===== The data =====

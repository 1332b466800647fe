//! # HTTP Surface
//!
//! A [`Surface`] that fetches pages with `reqwest` and renders them into a
//! [`Document`]. Each surface keeps its own history list and runs fetches on
//! the tokio runtime, reporting progress through its [`EventSink`].
//!
//! Every navigation, including ones the host asked for, is announced with
//! `WillNavigate` and held until the host calls `proceed` or `cancel`.
//!
//! ```text
//! load_url / go_back / link ──▶ WillNavigate ──▶ proceed ──▶ fetch task
//!                                                              │
//!   DidStartLoading ◀──────────────────────────────────────────┤
//!   DidNavigate | DidFailLoad, metadata, Ready, DidStopLoading ◀┘
//! ```

use log::{debug, info, warn};
use reqwest::header::CONTENT_TYPE;
use std::fmt;
use std::sync::{Arc, Mutex, MutexGuard, PoisonError};
use tokio::runtime::Handle;

use crate::core::config::ResolvedConfig;
use crate::core::document::Document;
use crate::core::message::{PAGE_EVENT_CHANNEL, PageMessage};
use crate::core::surface::{EventSink, Surface, SurfaceEvent, SurfaceFactory};
use crate::core::tree::TabId;
use crate::surface::html::{parse_document, plain_document};

/// Errors that can occur while fetching a page.
#[derive(Debug)]
pub enum FetchError {
    /// Connection, DNS, timeout, or an unusable URL.
    Network(String),
    /// The server answered with a non-success status.
    Status(u16),
    /// The response body could not be read.
    Body(String),
}

impl fmt::Display for FetchError {
    fn fmt(&self, f: &mut fmt::Formatter<'_>) -> fmt::Result {
        match self {
            FetchError::Network(msg) => write!(f, "network error: {msg}"),
            FetchError::Status(status) => write!(f, "server returned HTTP {status}"),
            FetchError::Body(msg) => write!(f, "could not read response: {msg}"),
        }
    }
}

impl std::error::Error for FetchError {}

/// Fetches `url` and turns the response into a document.
pub async fn fetch_document(client: &reqwest::Client, url: &str) -> Result<Document, FetchError> {
    let response = client
        .get(url)
        .send()
        .await
        .map_err(|e| FetchError::Network(e.to_string()))?;

    let status = response.status();
    if !status.is_success() {
        return Err(FetchError::Status(status.as_u16()));
    }

    let final_url = response.url().to_string();
    let is_html = response
        .headers()
        .get(CONTENT_TYPE)
        .and_then(|v| v.to_str().ok())
        .is_none_or(|ct| ct.contains("html"));
    let body = response
        .text()
        .await
        .map_err(|e| FetchError::Body(e.to_string()))?;

    Ok(if is_html {
        parse_document(&body, &final_url)
    } else {
        plain_document(&body, &final_url)
    })
}

#[derive(Debug, Clone, Copy, PartialEq, Eq)]
enum PendingKind {
    Load,
    Back,
    Forward,
    Reload,
}

/// A navigation announced with `WillNavigate` and awaiting a decision.
#[derive(Debug, Clone)]
struct Pending {
    url: String,
    kind: PendingKind,
}

#[derive(Default)]
struct Shared {
    sink: Option<EventSink>,
    /// Identifier delivered by the host at init; empty until then.
    tab_id: String,
    history: Vec<String>,
    index: Option<usize>,
    pending: Option<Pending>,
    loading: bool,
    document: Option<Arc<Document>>,
    /// Bumped on every fetch so a superseded fetch can tell it lost.
    load_token: u64,
}

impl Shared {
    fn emit(&self, event: SurfaceEvent) {
        if let Some(sink) = &self.sink {
            sink.emit(event);
        }
    }

    fn emit_page(&self, message: PageMessage) {
        self.emit(SurfaceEvent::Message {
            channel: PAGE_EVENT_CHANNEL.to_string(),
            payload: message.to_payload(),
        });
    }

    fn current_url(&self) -> Option<&str> {
        self.index
            .and_then(|i| self.history.get(i))
            .map(String::as_str)
    }

    fn announce(&mut self, url: String, kind: PendingKind) {
        self.pending = Some(Pending {
            url: url.clone(),
            kind,
        });
        self.emit(SurfaceEvent::WillNavigate { url });
    }

    fn commit(&mut self, pending: &Pending) {
        match pending.kind {
            PendingKind::Load => {
                let keep = self.index.map_or(0, |i| i + 1);
                self.history.truncate(keep);
                self.history.push(pending.url.clone());
                self.index = Some(self.history.len() - 1);
            }
            PendingKind::Back => self.index = self.index.map(|i| i.saturating_sub(1)),
            PendingKind::Forward => {
                if let Some(i) = self.index
                    && i + 1 < self.history.len()
                {
                    self.index = Some(i + 1);
                }
            }
            PendingKind::Reload => {}
        }
    }

    fn metadata(&self) -> Option<PageMessage> {
        let document = self.document.as_ref()?;
        Some(PageMessage::Metadata {
            url: document.url.clone(),
            title: Some(document.title.clone()),
            tab_id: self.tab_id.clone(),
        })
    }
}

fn lock(shared: &Mutex<Shared>) -> MutexGuard<'_, Shared> {
    shared.lock().unwrap_or_else(PoisonError::into_inner)
}

pub struct HttpSurface {
    shared: Arc<Mutex<Shared>>,
    client: reqwest::Client,
    runtime: Handle,
    muted: bool,
}

impl HttpSurface {
    pub fn new(client: reqwest::Client, runtime: Handle) -> Self {
        Self {
            shared: Arc::new(Mutex::new(Shared::default())),
            client,
            runtime,
            muted: false,
        }
    }

    pub fn history_len(&self) -> usize {
        lock(&self.shared).history.len()
    }

    fn start_fetch(&self, url: String) {
        let token = {
            let mut shared = lock(&self.shared);
            shared.load_token += 1;
            shared.loading = true;
            shared.emit(SurfaceEvent::DidStartLoading);
            shared.load_token
        };

        let shared = Arc::clone(&self.shared);
        let client = self.client.clone();
        self.runtime.spawn(async move {
            debug!("fetching {url}");
            let result = fetch_document(&client, &url).await;

            let mut shared = lock(&shared);
            if shared.load_token != token {
                debug!("discarding superseded fetch of {url}");
                return;
            }
            shared.loading = false;

            match result {
                Ok(document) => {
                    let final_url = document.url.clone();
                    if let Some(i) = shared.index
                        && let Some(entry) = shared.history.get_mut(i)
                    {
                        *entry = final_url.clone();
                    }
                    info!("loaded {final_url}");
                    shared.document = Some(Arc::new(document));
                    shared.emit(SurfaceEvent::DidNavigate { url: final_url });
                }
                Err(e) => {
                    warn!("failed to load {url}: {e}");
                    let reason = e.to_string();
                    shared.document = Some(Arc::new(Document::failed(&url, &reason)));
                    shared.emit(SurfaceEvent::DidFailLoad { url, reason });
                }
            }

            if let Some(message) = shared.metadata() {
                shared.emit_page(message);
            }
            shared.emit(SurfaceEvent::Ready);
            shared.emit(SurfaceEvent::DidStopLoading);
        });
    }
}

impl Surface for HttpSurface {
    fn subscribe(&mut self, sink: EventSink) {
        lock(&self.shared).sink = Some(sink);
    }

    fn load_url(&mut self, url: &str) {
        lock(&self.shared).announce(url.to_string(), PendingKind::Load);
    }

    fn go_back(&mut self) {
        let mut shared = lock(&self.shared);
        let previous = shared
            .index
            .filter(|i| *i > 0)
            .and_then(|i| shared.history.get(i - 1))
            .cloned();
        if let Some(url) = previous {
            shared.announce(url, PendingKind::Back);
        }
    }

    fn go_forward(&mut self) {
        let mut shared = lock(&self.shared);
        let next = shared.index.and_then(|i| shared.history.get(i + 1)).cloned();
        if let Some(url) = next {
            shared.announce(url, PendingKind::Forward);
        }
    }

    fn reload(&mut self) {
        let mut shared = lock(&self.shared);
        let current = shared.current_url().map(str::to_string);
        if let Some(url) = current {
            shared.announce(url, PendingKind::Reload);
        }
    }

    fn set_muted(&mut self, muted: bool) {
        self.muted = muted;
    }

    fn is_muted(&self) -> bool {
        self.muted
    }

    fn can_go_back(&self) -> bool {
        lock(&self.shared).index.is_some_and(|i| i > 0)
    }

    fn can_go_forward(&self) -> bool {
        let shared = lock(&self.shared);
        shared.index.is_some_and(|i| i + 1 < shared.history.len())
    }

    fn is_loading(&self) -> bool {
        lock(&self.shared).loading
    }

    fn current_url(&self) -> Option<String> {
        lock(&self.shared).current_url().map(str::to_string)
    }

    fn send_init(&mut self, tab_id: TabId) {
        let mut shared = lock(&self.shared);
        shared.tab_id = tab_id.to_string();
        let Some(url) = shared.current_url().map(str::to_string) else {
            return;
        };
        let message = PageMessage::Navigation {
            url,
            tab_id: shared.tab_id.clone(),
        };
        shared.emit_page(message);
        if let Some(message) = shared.metadata() {
            shared.emit_page(message);
        }
    }

    fn proceed(&mut self, url: &str) {
        let pending = {
            let mut shared = lock(&self.shared);
            let pending = match shared.pending.take() {
                Some(p) if p.url == url => p,
                _ => Pending {
                    url: url.to_string(),
                    kind: PendingKind::Load,
                },
            };
            shared.commit(&pending);
            pending
        };
        self.start_fetch(pending.url);
    }

    fn cancel(&mut self, url: &str) {
        let mut shared = lock(&self.shared);
        if shared.pending.as_ref().is_some_and(|p| p.url == url) {
            shared.pending = None;
        }
        debug!("navigation to {url} cancelled");
    }

    fn document(&self) -> Option<Arc<Document>> {
        lock(&self.shared).document.clone()
    }

    fn activate_link(&mut self, index: usize, modified: bool) {
        let mut shared = lock(&self.shared);
        let Some(link) = shared
            .document
            .as_ref()
            .and_then(|d| d.links.get(index))
            .cloned()
        else {
            return;
        };
        let Some(url) = link.url.clone() else {
            debug!("link {index} has no usable target ({:?})", link.href);
            return;
        };

        if link.is_fragment() {
            // Same document, new history entry.
            let pending = Pending {
                url: url.clone(),
                kind: PendingKind::Load,
            };
            shared.commit(&pending);
            shared.document = shared.document.as_ref().map(|d| Arc::new(d.with_url(&url)));
            shared.emit(SurfaceEvent::DidNavigateInPage { url: url.clone() });
            let message = PageMessage::Navigation {
                url,
                tab_id: shared.tab_id.clone(),
            };
            shared.emit_page(message);
            if let Some(message) = shared.metadata() {
                shared.emit_page(message);
            }
        } else if link.bypasses_interception() || modified {
            if link.href.trim().starts_with("javascript:") {
                return;
            }
            shared.announce(url, PendingKind::Load);
        } else {
            let message = PageMessage::LinkClicked {
                url,
                tab_id: shared.tab_id.clone(),
            };
            shared.emit_page(message);
        }
    }
}

/// Builds [`HttpSurface`]s that share one HTTP client.
pub struct HttpSurfaceFactory {
    client: reqwest::Client,
    runtime: Handle,
}

impl HttpSurfaceFactory {
    pub fn new(config: &ResolvedConfig, runtime: Handle) -> Result<Self, FetchError> {
        let client = reqwest::Client::builder()
            .user_agent(config.user_agent.clone())
            .timeout(config.request_timeout)
            .build()
            .map_err(|e| FetchError::Network(e.to_string()))?;
        Ok(Self { client, runtime })
    }
}

impl SurfaceFactory for HttpSurfaceFactory {
    fn create(&self, tab_id: TabId) -> Box<dyn Surface> {
        debug!("creating HTTP surface for {tab_id}");
        Box::new(HttpSurface::new(self.client.clone(), self.runtime.clone()))
    }
}
//! Address normalization for user-entered navigation targets.

/// Scheme prefixed onto addresses typed without one.
pub const DEFAULT_SCHEME: &str = "https";

/// Normalizes a typed address into something a surface can load.
///
/// Returns `None` for empty or whitespace-only input. Input that already
/// carries a `scheme://` prefix is returned trimmed; anything else gets
/// `https://` prepended.
pub fn ensure_http_url(value: &str) -> Option<String> {
    let trimmed = value.trim();
    if trimmed.is_empty() {
        return None;
    }

    if has_scheme(trimmed) {
        return Some(trimmed.to_string());
    }

    Some(format!("{DEFAULT_SCHEME}://{trimmed}"))
}

/// Matches `[a-zA-Z][a-zA-Z0-9+.-]*://` at the start of the string.
fn has_scheme(value: &str) -> bool {
    let Some((scheme, _)) = value.split_once("://") else {
        return false;
    };

    let mut chars = scheme.chars();
    match chars.next() {
        Some(first) if first.is_ascii_alphabetic() => {}
        _ => return false,
    }

    chars.all(|c| c.is_ascii_alphanumeric() || matches!(c, '+' | '.' | '-'))
}

#[cfg(test)]
mod tests {
    use super::*;

    #[test]
    fn test_bare_host_gets_https() {
        assert_eq!(
            ensure_http_url("example.com").as_deref(),
            Some("https://example.com")
        );
    }

    #[test]
    fn test_existing_scheme_is_kept() {
        assert_eq!(
            ensure_http_url("http://example.com/a").as_deref(),
            Some("http://example.com/a")
        );
        assert_eq!(
            ensure_http_url("git+ssh://host/repo").as_deref(),
            Some("git+ssh://host/repo")
        );
    }

    #[test]
    fn test_whitespace_is_trimmed() {
        assert_eq!(
            ensure_http_url("  example.com/path  ").as_deref(),
            Some("https://example.com/path")
        );
    }

    #[test]
    fn test_empty_input_is_rejected() {
        assert_eq!(ensure_http_url(""), None);
        assert_eq!(ensure_http_url("   \t\n"), None);
    }

    #[test]
    fn test_scheme_must_start_with_letter() {
        // "1http://x" is not a scheme, so it gets prefixed
        assert_eq!(
            ensure_http_url("1http://x").as_deref(),
            Some("https://1http://x")
        );
    }

    #[test]
    fn test_scheme_without_slashes_is_prefixed() {
        assert_eq!(
            ensure_http_url("localhost:8080").as_deref(),
            Some("https://localhost:8080")
        );
    }
}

=====

§ **What you should do**
Retype the first line of the entries and every line after it, please, through the line that contains "is announced with". Add nothing.

§ **Written reply**
repository 1332b466800647fe
//! # HTTP Surface
//!
//! A [`Surface`] that fetches pages with `reqwest` and renders them into a
//! [`Document`]. Each surface keeps its own history list and runs fetches on
//! the tokio runtime, reporting progress through its [`EventSink`].
//!
//! Every navigation, including ones the host asked for, is announced with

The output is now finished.